Any of your out there have the same problem as I do?
I shared this story with Kristin the other day. I was filling the Lexus up with gas in a nearby gas station. It was 6.45 am, and I was on the way to work. It was also pretty damn cold, for October. I was hungry (always too lazy to have breakfast, and I always curse myself 30 mins later) and sleepy.
"Dr. Magus!" I heard a yell (he had mispronounced my name).
A patient happened to be driving by, and recognized me. He excitedly looped around and drove into the gas station. He asked how I was, and proceeded to tell me how things have been for him since I last saw Mr. H. After a minute, he eyed me suspiciously, probably realizing that I haven't yet called him by name. He probably realized that I hadn't the foggiest idea what his name was.
I'm ashamed to say that was certainly the case. And though I do think of my patients as people not as diseases, when you see so many and you're as demented as I am, it's impossible to remember the name. The thing is, you do tend to associate faced with diseases. And while it took me days to figure out his name, I knew who he was right then. Mr. H with the hypopituitarism from neurosarcoid. I had not seen him in 6 months, but I had a clear picture in my head of his medical history, and what dose of steroids I had him on.

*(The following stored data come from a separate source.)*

//! Throughput benches for the decode pipeline.

use ansart::render::{canvas_size, rasterize, PixmapSurface};
use criterion::{black_box, criterion_group, criterion_main, Criterion, Throughput};

/// A synthetic art file: colored block runs with per-line color changes.
fn sample_input(lines: usize) -> Vec<u8> {
    let mut input = Vec::new();
    for row in 0..lines {
        let fg = 31 + (row % 7);
        let bg = 40 + (row % 8);
        input.extend_from_slice(format!("\x1b[1;{fg};{bg}m").as_bytes());
        for col in 0..40 {
            // cycle the eighth-height bars and the full block
            let low = 0x62 + ((row + col) % 8) as u8;
            input.push(0xA2);
            input.push(low);
        }
        input.extend_from_slice(b"\x1b[0m\r\n");
    }
    input
}

fn bench_lexer(c: &mut Criterion) {
    let input = sample_input(100);
    let mut group = c.benchmark_group("lexer");
    group.throughput(Throughput::Bytes(input.len() as u64));
    group.bench_function("lex_block_art", |b| {
        b.iter(|| ansart::lexer::lex(black_box(&input)).unwrap());
    });
    group.finish();
}

fn bench_resolver(c: &mut Criterion) {
    let input = sample_input(100);
    let cells = ansart::lexer::lex(&input).unwrap().cells;
    c.bench_function("resolve_block_art", |b| {
        b.iter(|| ansart::style::resolve(black_box(&cells)));
    });
}

fn bench_rasterize(c: &mut Criterion) {
    let input = sample_input(100);
    let grid = ansart::decode(&input).unwrap();
    let (width, height) = canvas_size(&grid, 16.0, 16.0);
    c.bench_function("rasterize_block_art", |b| {
        b.iter(|| {
            let mut surface = PixmapSurface::new(width, height);
            rasterize(black_box(&grid), 16.0, 16.0, &mut surface);
            surface
        });
    });
}

criterion_group!(benches, bench_lexer, bench_resolver, bench_rasterize);
criterion_main!(benches);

And so I asked him how he was doing, and when he last saw his neurologist, and how things were doing from that standpoint. I asked him when they next wanted to do his MRI. I asked him how his visit with his dermatologist went. He beamed, and excitedly gave me his updates while I waited for the tank to fill. I guess I had redeemed myself and he realized I do remember him. He shook my hand before we parted ways, and promised to keep me updated. And somehow, I wasn't hungry or cold or sleepy anymore the rest of that morning.

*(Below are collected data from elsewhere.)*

//! Font loading for text glyphs.

use std::path::{Path, PathBuf};

use fontdue::{Font, FontSettings};
use tracing::{debug, info};

use super::pixmap::RenderError;

/// System font candidates, CJK-capable faces first. BBS art is mostly block
/// glyphs, but the text that remains is usually Chinese.
const SYSTEM_FONTS: &[&str] = &[
    "/usr/share/fonts/opentype/noto/NotoSansCJK-Regular.ttc",
    "/usr/share/fonts/noto-cjk/NotoSansCJK-Regular.ttc",
    "/usr/share/fonts/truetype/arphic/uming.ttc",
    "/usr/share/fonts/truetype/wqy/wqy-zenhei.ttc",
    "/usr/share/fonts/truetype/unifont/unifont.ttf",
    "/usr/share/fonts/truetype/dejavu/DejaVuSansMono.ttf",
    "/usr/share/fonts/TTF/DejaVuSansMono.ttf",
    "/usr/share/fonts/truetype/liberation/LiberationMono-Regular.ttf",
];

/// Load a font from an explicit path, or probe the system locations.
///
/// With an explicit path any failure is an error; when probing, unusable
/// candidates are skipped and only a full miss fails.
pub fn load_font(path: Option<&Path>) -> Result<Font, RenderError> {
    if let Some(path) = path {
        return load_file(path);
    }

    for candidate in SYSTEM_FONTS {
        let candidate = Path::new(candidate);
        if !candidate.exists() {
            continue;
        }
        match load_file(candidate) {
            Ok(font) => {
                info!(path = %candidate.display(), "loaded system font");
                return Ok(font);
            }
            Err(err) => debug!(path = %candidate.display(), %err, "skipping font candidate"),
        }
    }

    Err(RenderError::NoSystemFont)
}

fn load_file(path: &Path) -> Result<Font, RenderError> {
    let data = std::fs::read(path).map_err(|source| RenderError::FontRead {
        path: PathBuf::from(path),
        source,
    })?;
    Font::from_bytes(data, FontSettings::default()).map_err(|message| RenderError::FontParse {
        path: PathBuf::from(path),
        message: message.to_string(),
    })
}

But it does remind me of the other time I ran into another patient in the store. Hadn't the foggiest idea what her name was. But I remembered her case, her diabetes. And I joked with her about not telling my nurses I had 2 frozen pizzas in my cart.

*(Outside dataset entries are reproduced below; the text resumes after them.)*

//! BBS ANSI art to PNG converter.
//!
//! Reads a Big5-encoded art file with ANSI color sequences and writes a PNG
//! image, or dumps the decoded grid as JSON.

use std::io;
use std::path::PathBuf;
use std::process::ExitCode;

use ansart::render::{canvas_size, load_font, rasterize, PixmapSurface};

use tracing::warn;
use tracing_subscriber::{layer::SubscriberExt, util::SubscriberInitExt, EnvFilter};

fn main() -> ExitCode {
    // Initialize logging
    tracing_subscriber::registry()
        .with(EnvFilter::try_from_default_env().unwrap_or_else(|_| EnvFilter::new("warn")))
        .with(tracing_subscriber::fmt::layer().with_writer(io::stderr))
        .init();

    let args: Vec<String> = std::env::args().collect();

    // Parse command line arguments
    let mut input_file: Option<PathBuf> = None;
    let mut output_file: Option<PathBuf> = None;
    let mut font_path: Option<PathBuf> = None;
    let mut cell_height = 24u32;
    let mut json_output = false;
    let mut show_help = false;

    let mut i = 1;
    while i < args.len() {
        match args[i].as_str() {
            "-o" | "--output" => {
                i += 1;
                if i < args.len() {
                    output_file = Some(PathBuf::from(&args[i]));
                }
            },
            "-s" | "--size" => {
                i += 1;
                if i < args.len() {
                    cell_height = args[i].parse().unwrap_or(24);
                }
            },
            "--font" => {
                i += 1;
                if i < args.len() {
                    font_path = Some(PathBuf::from(&args[i]));
                }
            },
            "-j" | "--json" => {
                json_output = true;
            },
            "-h" | "--help" => {
                show_help = true;
            },
            _ => {
                if input_file.is_none() && !args[i].starts_with('-') {
                    input_file = Some(PathBuf::from(&args[i]));
                }
            },
        }
        i += 1;
    }

    if show_help {
        print_help();
        return ExitCode::SUCCESS;
    }

    let Some(input_file) = input_file else {
        eprintln!("Error: no input file given (see --help)");
        return ExitCode::FAILURE;
    };

    let input_data = match std::fs::read(&input_file) {
        Ok(data) => data,
        Err(e) => {
            eprintln!("Error reading file '{}': {}", input_file.display(), e);
            return ExitCode::FAILURE;
        },
    };

    let grid = match ansart::decode(&input_data) {
        Ok(grid) => grid,
        Err(e) => {
            eprintln!("Error decoding '{}': {}", input_file.display(), e);
            return ExitCode::FAILURE;
        },
    };

    if json_output {
        match serde_json::to_string_pretty(&grid) {
            Ok(json) => println!("{}", json),
            Err(e) => {
                eprintln!("Error serializing grid: {}", e);
                return ExitCode::FAILURE;
            },
        }
        return ExitCode::SUCCESS;
    }

    if grid.is_empty() {
        eprintln!("Error: '{}' decoded to an empty grid", input_file.display());
        return ExitCode::FAILURE;
    }

    let output_file = output_file.unwrap_or_else(|| input_file.with_extension("png"));

    // Square full-width cells: each column is half a cell wide.
    let cell_px = cell_height as f32;
    let (width, height) = canvas_size(&grid, cell_px, cell_px);
    let mut surface = PixmapSurface::new(width, height);

    // An explicit font that fails to load is an error; a failed probe of
    // system locations only disables text glyphs.
    match load_font(font_path.as_deref()) {
        Ok(font) => surface.set_font(font, cell_height as f32),
        Err(e) if font_path.is_some() => {
            eprintln!("Error: {}", e);
            return ExitCode::FAILURE;
        },
        Err(e) => {
            warn!("{e}; text glyphs will be blank");
        },
    }

    rasterize(&grid, cell_px, cell_px, &mut surface);

    if let Err(e) = surface.write_png(&output_file) {
        eprintln!("Error writing '{}': {}", output_file.display(), e);
        return ExitCode::FAILURE;
    }

    println!(
        "{} -> {} ({}x{}, {} rows x {} cols)",
        input_file.display(),
        output_file.display(),
        width,
        height,
        grid.rows(),
        grid.columns(),
    );

    ExitCode::SUCCESS
}

fn print_help() {
    println!("ansart - BBS ANSI art to PNG converter");
    println!();
    println!("Usage: ansart [OPTIONS] <INPUT_FILE>");
    println!();
    println!("Options:");
    println!("  -o, --output <PATH>  Output PNG path (default: input with .png extension)");
    println!("  -s, --size <N>       Cell height in pixels (default: 24)");
    println!("      --font <PATH>    TTF/OTF font for text glyphs");
    println!("  -j, --json           Dump the decoded grid as JSON instead of rendering");
    println!("  -h, --help           Show this help message");
    println!();
    println!("Examples:");
    println!("  ansart artwork.ans");
    println!("  ansart -s 32 -o big.png artwork.ans");
    println!("  ansart --json artwork.ans > grid.json");
}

I think many of us are guilty of that though. We do think of patients as individuals, but perhaps to ease our recollection, we always begin our presentations with "This is a 50 year old man with Addison's" or "This is a 28 year old woman with hyperthyroidism...". Naturally we tend to remember medical details better than names. Nonetheless, I really should try to do a better job with remembering my patients my name though.
Anyone has any good remedies for poor memory?